While preparing the butter mix, preheat your oven to 425°F and line a large baking sheet with parchment paper or foil for easy cleanup.

Pat the shucked and cleaned corn dry with paper towels—this helps the butter mixture adhere better and promotes even browning.

Arrange the corn in a single layer on the prepared pan.

Step 3: Coat Corn with Seasoned Butter and Roast

  • seasoned butter mixture from Step 1
  • prepared corn from Step 2

Using a pastry brush or the back of a spoon, generously coat each ear of corn with the seasoned butter mixture from Step 1, making sure to cover all sides.

I like to rotate the corn as I coat it to ensure the butter gets into all the nooks and crannies.
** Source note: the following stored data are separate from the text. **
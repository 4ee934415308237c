use std::collections::BTreeMap;
use std::path::{Path, PathBuf};

use serde::Deserialize;
use tracing::info;

use super::env::apply_env_overrides;
use super::error::ConfigError;
use crate::pipeline::TransformFailurePolicy;

/// Top-level application configuration
#[derive(Debug, Clone, Deserialize)]
#[serde(rename_all = "kebab-case")]
pub struct AppConfig {
    #[serde(default)]
    pub app: App,
    #[serde(default)]
    pub gpas: Option<GpasConfig>,
    pub fhir: FhirConfig,
}

#[derive(Debug, Clone, Deserialize)]
#[serde(rename_all = "kebab-case")]
pub struct App {
    #[serde(default = "default_name")]
    pub name: String,
    #[serde(default = "default_log_level")]
    pub log_level: String,
    /// Number of workers; 0 is treated as 1
    #[serde(default = "default_concurrency")]
    pub concurrency: usize,
    #[serde(default)]
    pub on_transform_error: TransformFailurePolicy,
}

impl Default for App {
    fn default() -> Self {
        Self {
            name: default_name(),
            log_level: default_log_level(),
            concurrency: default_concurrency(),
            on_transform_error: TransformFailurePolicy::default(),
        }
    }
}

fn default_name() -> String {
    "pseudonymous".to_string()
}

fn default_log_level() -> String {
    "info".to_string()
}

fn default_concurrency() -> usize {
    1
}

/// Optional credentials for outbound HTTP calls
#[derive(Debug, Clone, Default, Deserialize)]
pub struct AuthConfig {
    pub basic: Option<BasicAuth>,
}

#[derive(Debug, Clone, Deserialize)]
pub struct BasicAuth {
    pub username: String,
    pub password: String,
}

/// gPAS pseudonym registry
#[derive(Debug, Clone, Deserialize)]
#[serde(rename_all = "kebab-case")]
pub struct GpasConfig {
    pub url: String,
    #[serde(default)]
    pub auth: Option<AuthConfig>,
    #[serde(default)]
    pub domains: DomainsConfig,
}

#[derive(Debug, Clone, Default, Deserialize)]
#[serde(rename_all = "kebab-case")]
pub struct DomainsConfig {
    /// Accept domains that already exist instead of failing
    #[serde(default)]
    pub use_existing: bool,
    /// Child domain name suffix -> pseudonym prefix
    #[serde(default)]
    pub config: BTreeMap<String, String>,
}

#[derive(Debug, Clone, Deserialize)]
#[serde(rename_all = "kebab-case")]
pub struct FhirConfig {
    pub pseudonymizer: TransformConfig,
    #[serde(default)]
    pub provider: ProviderConfig,
}

/// FHIR pseudonymizer service
#[derive(Debug, Clone, Deserialize)]
#[serde(rename_all = "kebab-case")]
pub struct TransformConfig {
    pub url: String,
    #[serde(default)]
    pub auth: Option<AuthConfig>,
    #[serde(default)]
    pub retry: RetryConfig,
}

/// Retry settings, all durations in seconds
#[derive(Debug, Clone, Deserialize)]
#[serde(rename_all = "kebab-case")]
pub struct RetryConfig {
    /// Retries after the first attempt
    #[serde(default = "default_retry_count")]
    pub count: u32,
    /// Per-attempt deadline; 0 disables it
    #[serde(default = "default_retry_timeout")]
    pub timeout: u64,
    #[serde(default = "default_retry_wait")]
    pub wait: u64,
    #[serde(default = "default_retry_max_wait")]
    pub max_wait: u64,
}

impl Default for RetryConfig {
    fn default() -> Self {
        Self {
            count: default_retry_count(),
            timeout: default_retry_timeout(),
            wait: default_retry_wait(),
            max_wait: default_retry_max_wait(),
        }
    }
}

fn default_retry_count() -> u32 {
    3
}

fn default_retry_timeout() -> u64 {
    30
}

fn default_retry_wait() -> u64 {
    1
}

fn default_retry_max_wait() -> u64 {
    20
}

#[derive(Debug, Clone, Default, Deserialize)]
pub struct ProviderConfig {
    pub directory: Option<DirectoryConfig>,
}

/// Filesystem-backed provider layout
#[derive(Debug, Clone, Deserialize)]
#[serde(rename_all = "kebab-case")]
pub struct DirectoryConfig {
    #[serde(default = "default_root")]
    pub root: PathBuf,
    #[serde(default = "default_source_prefix")]
    pub source_prefix: String,
    #[serde(default = "default_destination_prefix")]
    pub destination_prefix: String,
}

impl Default for DirectoryConfig {
    fn default() -> Self {
        Self {
            root: default_root(),
            source_prefix: default_source_prefix(),
            destination_prefix: default_destination_prefix(),
        }
    }
}

fn default_root() -> PathBuf {
    PathBuf::from(".")
}

fn default_source_prefix() -> String {
    "idat_fhir_".to_string()
}

fn default_destination_prefix() -> String {
    "psn_fhir_".to_string()
}

impl AppConfig {
    /// Load from a YAML file, applying overrides from the process environment
    pub fn load(path: impl AsRef<Path>) -> Result<Self, ConfigError> {
        Self::load_with_env(path, std::env::vars())
    }

    /// Load from a YAML file with an explicit set of environment variables
    pub fn load_with_env<I>(path: impl AsRef<Path>, vars: I) -> Result<Self, ConfigError>
    where
        I: IntoIterator<Item = (String, String)>,
    {
        let path = path.as_ref();
        let raw = std::fs::read_to_string(path).map_err(|source| ConfigError::Io {
            path: path.to_path_buf(),
            source,
        })?;

        let config = Self::from_yaml(&raw, vars)?;
        info!(file = %path.display(), "Using config file");
        Ok(config)
    }

    /// Parse a YAML document, then apply overrides and validate
    pub fn from_yaml<I>(raw: &str, vars: I) -> Result<Self, ConfigError>
    where
        I: IntoIterator<Item = (String, String)>,
    {
        let mut document: serde_yaml::Value = serde_yaml::from_str(raw)?;
        apply_env_overrides(&mut document, vars);

        let config: Self = serde_yaml::from_value(document)?;
        config.validate()?;
        Ok(config)
    }

    fn validate(&self) -> Result<(), ConfigError> {
        if self.fhir.pseudonymizer.url.trim().is_empty() {
            return Err(ConfigError::Invalid(
                "fhir.pseudonymizer.url must not be empty".to_string(),
            ));
        }
        if let Some(gpas) = &self.gpas
            && gpas.url.trim().is_empty()
        {
            return Err(ConfigError::Invalid("gpas.url must not be empty".to_string()));
        }
        Ok(())
    }
}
Place the coated corn in the preheated oven and roast for 25 minutes, rotating the pan halfway through to promote even cooking and light charring on all sides.

Step 4: Finish with Fresh Cheese, Chives, and Lemon

  • 1/2 cup parmesan
  • 2 tablespoons chives
  • 1 teaspoon fresh lemon juice

Remove the roasted corn from the oven—the kernels should be tender and lightly caramelized at the edges.
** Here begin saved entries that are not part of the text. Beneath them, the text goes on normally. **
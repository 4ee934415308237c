pub mod app;
pub mod env;
pub mod error;

// Re-export commonly used types
pub use app::{
    App, AppConfig, AuthConfig, BasicAuth, DirectoryConfig, DomainsConfig, FhirConfig,
    GpasConfig, ProviderConfig, RetryConfig, TransformConfig,
};
pub use error::ConfigError;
While still hot, immediately top each ear with a generous sprinkle of the freshly grated parmesan cheese (the heat will help it melt slightly) and distribute the snipped chives evenly.
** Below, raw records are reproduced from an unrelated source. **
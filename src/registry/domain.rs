const SOAP_ENVELOPE_NS: &str = "http://schemas.xmlsoap.org/soap/envelope/";
const PSN_NS: &str = "http://psn.ttp.ganimed.icmvc.emau.org/";
const CHECK_DIGIT_CLASS: &str = "org.emau.icmvc.ganimed.ttp.psn.generator.NoCheckDigits";
const ALPHABET: &str = "org.emau.icmvc.ganimed.ttp.psn.alphabets.Symbol32";
const PSN_LENGTH: u32 = 16;

/// A gPAS domain to be created with `addDomain`
#[derive(Debug, Clone, PartialEq, Eq)]
pub struct DomainDefinition {
    pub name: String,
    pub psn_prefix: String,
    pub parent: Option<String>,
}

impl DomainDefinition {
    /// Project parent domain: `<project>`, prefix `PSN-<PROJECT>-`
    pub fn project(project: &str) -> Self {
        Self {
            name: project.to_string(),
            psn_prefix: format!("PSN-{}-", project.to_uppercase()),
            parent: None,
        }
    }

    /// Child domain `<project>-<name>`, prefix `PSN-<PROJECT>-<PREFIX>-`
    pub fn child(project: &str, name: &str, prefix: &str) -> Self {
        Self {
            name: format!("{}-{}", project, name),
            psn_prefix: format!(
                "PSN-{}-{}-",
                project.to_uppercase(),
                prefix.to_uppercase()
            ),
            parent: Some(project.to_string()),
        }
    }

    /// Fault string gPAS returns when the domain is already present
    pub fn already_exists_fault(&self) -> String {
        format!("domain {} already exists", self.name)
    }

    /// SOAP envelope for the `addDomain` operation
    pub fn to_soap(&self) -> String {
        let name = escape(&self.name);
        let parent = self
            .parent
            .as_deref()
            .map(|parent| format!("<parentDomainNames>{}</parentDomainNames>", escape(parent)))
            .unwrap_or_default();

        format!(
            concat!(
                r#"<soap:Envelope xmlns:soap="{ns}" xmlns:psn="{psn}">"#,
                "<soap:Header></soap:Header>",
                "<soap:Body><psn:addDomain><domainDTO>",
                "<name>{name}</name><label>{name}</label>",
                "<checkDigitClass>{check}</checkDigitClass>",
                "<alphabet>{alphabet}</alphabet>",
                "{parent}",
                "<config><psnLength>{length}</psnLength><psnPrefix>{prefix}</psnPrefix>",
                "<psnsDeletable>false</psnsDeletable></config>",
                "</domainDTO></psn:addDomain></soap:Body></soap:Envelope>"
            ),
            ns = SOAP_ENVELOPE_NS,
            psn = PSN_NS,
            name = name,
            check = CHECK_DIGIT_CLASS,
            alphabet = ALPHABET,
            parent = parent,
            length = PSN_LENGTH,
            prefix = escape(&self.psn_prefix),
        )
    }
}

/// Escape text for XML element content
pub(crate) fn escape(text: &str) -> String {
    let mut out = String::with_capacity(text.len());
    for c in text.chars() {
        match c {
            '&' => out.push_str("&amp;"),
            '<' => out.push_str("&lt;"),
            '>' => out.push_str("&gt;"),
            '"' => out.push_str("&quot;"),
            '\'' => out.push_str("&apos;"),
            _ => out.push(c),
        }
    }
    out
}

/// Reverse of [`escape`] for the five predefined entities
pub(crate) fn unescape(text: &str) -> String {
    text.replace("&lt;", "<")
        .replace("&gt;", ">")
        .replace("&quot;", "\"")
        .replace("&apos;", "'")
        .replace("&amp;", "&")
}

/// Extract the `faultstring` of a SOAP fault, ignoring namespace prefixes
pub(crate) fn fault_string(body: &str) -> Option<String> {
    let start_tag = find_open_tag(body, "faultstring")?;
    let content_start = start_tag + body[start_tag..].find('>')? + 1;
    let rest = &body[content_start..];
    let end = rest.find("</")?;
    Some(unescape(rest[..end].trim()))
}

fn find_open_tag(body: &str, local_name: &str) -> Option<usize> {
    let mut offset = 0;
    while let Some(pos) = body[offset..].find('<') {
        let tag_start = offset + pos;
        let tag = &body[tag_start + 1..];
        let name_end = tag
            .find(|c: char| c == '>' || c == '/' || c.is_whitespace())
            .unwrap_or(tag.len());
        let name = &tag[..name_end];
        let local = name.rsplit(':').next().unwrap_or(name);
        if local == local_name {
            return Some(tag_start);
        }
        offset = tag_start + 1;
    }
    None
}

#[cfg(test)]
mod tests {
    use super::*;

    #[test]
    fn project_domain_has_no_parent() {
        let domain = DomainDefinition::project("study");
        assert_eq!(domain.name, "study");
        assert_eq!(domain.psn_prefix, "PSN-STUDY-");
        assert_eq!(domain.parent, None);
    }

    #[test]
    fn child_domain_is_attached_to_project() {
        let domain = DomainDefinition::child("study", "patient", "pat");
        assert_eq!(domain.name, "study-patient");
        assert_eq!(domain.psn_prefix, "PSN-STUDY-PAT-");
        assert_eq!(domain.parent.as_deref(), Some("study"));
    }

    #[test]
    fn soap_envelope_contains_domain_settings() {
        let xml = DomainDefinition::child("study", "patient", "pat").to_soap();

        assert!(xml.starts_with("<soap:Envelope"));
        assert!(xml.contains("<name>study-patient</name><label>study-patient</label>"));
        assert!(xml.contains("<checkDigitClass>org.emau.icmvc.ganimed.ttp.psn.generator.NoCheckDigits</checkDigitClass>"));
        assert!(xml.contains("<alphabet>org.emau.icmvc.ganimed.ttp.psn.alphabets.Symbol32</alphabet>"));
        assert!(xml.contains("<parentDomainNames>study</parentDomainNames>"));
        assert!(xml.contains("<psnLength>16</psnLength>"));
        assert!(xml.contains("<psnPrefix>PSN-STUDY-PAT-</psnPrefix>"));
        assert!(xml.contains("<psnsDeletable>false</psnsDeletable>"));
    }

    #[test]
    fn parent_precedes_config_in_envelope() {
        let xml = DomainDefinition::child("study", "patient", "pat").to_soap();

        let alphabet = xml.find("</alphabet>").unwrap();
        let parent = xml.find("<parentDomainNames>").unwrap();
        let config = xml.find("<config>").unwrap();
        assert!(alphabet < parent && parent < config);
        assert!(xml.ends_with("</domainDTO></psn:addDomain></soap:Body></soap:Envelope>"));
    }

    #[test]
    fn project_envelope_omits_parent() {
        let xml = DomainDefinition::project("study").to_soap();
        assert!(!xml.contains("parentDomainNames"));
    }

    #[test]
    fn escapes_markup_in_names() {
        let xml = DomainDefinition::project("a<b&c").to_soap();
        assert!(xml.contains("<name>a&lt;b&amp;c</name>"));
    }

    #[test]
    fn reads_namespaced_fault_string() {
        let body = r#"<soap:Envelope xmlns:soap="http://schemas.xmlsoap.org/soap/envelope/">
            <soap:Body><soap:Fault>
              <faultcode>soap:Server</faultcode>
              <faultstring>domain study already exists</faultstring>
            </soap:Fault></soap:Body></soap:Envelope>"#;

        assert_eq!(
            fault_string(body).as_deref(),
            Some("domain study already exists")
        );
    }

    #[test]
    fn fault_string_absent() {
        assert_eq!(fault_string("<html>Internal Server Error</html>"), None);
        assert_eq!(fault_string(""), None);
    }

    #[test]
    fn unescape_reverses_escape() {
        assert_eq!(unescape(&escape("a<b>&\"c'")), "a<b>&\"c'");
    }
}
Finish with a light drizzle of fresh lemon juice across all the ears—the acidity brightens the rich, savory flavors.

Serve immediately while the corn is hot and the cheese is still melting.

corn on the cob with parmesan cheese

Easy Corn on the Cob with Parmesan Cheese

Delicious Easy Corn on the Cob with Parmesan Cheese recipe with step-by-step instructions.
Prep Time 15 minutes
Cook Time 25 minutes
Total Time 40 minutes
Servings 8 ears of corn
Calories 1750 kcal

Ingredients
  

For the corn

  • 8 ears corn (shucked and cleaned of all silk)
  • 6 tablespoons unsalted butter (softened)
  • 1/2 cup parmesan cheese
  • 1 1/4 teaspoons garlic powder
  • 1 1/4 teaspoons salt
  • 1 teaspoon black pepper
  • 1/2 teaspoon smoked paprika

For the topping

  • 1/2 cup parmesan (freshly grated for better melting)
  • 2 tablespoons chives (finely snipped into 1/8-inch pieces)
  • 1 teaspoon fresh lemon juice (for drizzling)

Instructions
 

  • In a small bowl, combine the softened butter with 1/2 cup of the parmesan cheese, garlic powder, salt, black pepper, and smoked paprika. Mix thoroughly until all ingredients are evenly distributed and the butter takes on a pale yellow hue from the cheese and paprika. This creates your flavor base that will coat and infuse the corn as it roasts.
  • While preparing the butter mix, preheat your oven to 425°F and line a large baking sheet with parchment paper or foil for easy cleanup. Pat the shucked and cleaned corn dry with paper towels—this helps the butter mixture adhere better and promotes even browning. Arrange the corn in a single layer on the prepared pan.
  • Using a pastry brush or the back of a spoon, generously coat each ear of corn with the seasoned butter mixture from Step 1, making sure to cover all sides. I like to rotate the corn as I coat it to ensure the butter gets into all the nooks and crannies. Place the coated corn in the preheated oven and roast for 25 minutes, rotating the pan halfway through to promote even cooking and light charring on all sides.
  • Remove the roasted corn from the oven—the kernels should be tender and lightly caramelized at the edges. While still hot, immediately top each ear with a generous sprinkle of the freshly grated parmesan cheese (the heat will help it melt slightly) and distribute the snipped chives evenly. Finish with a light drizzle of fresh lemon juice across all the ears—the acidity brightens the rich, savory flavors. Serve immediately while the corn is hot and the cheese is still melting.

Disclaimer

Our editors have used AI to create or enhance parts of this article. All content has been fact-checked by our team to ensure accuracy.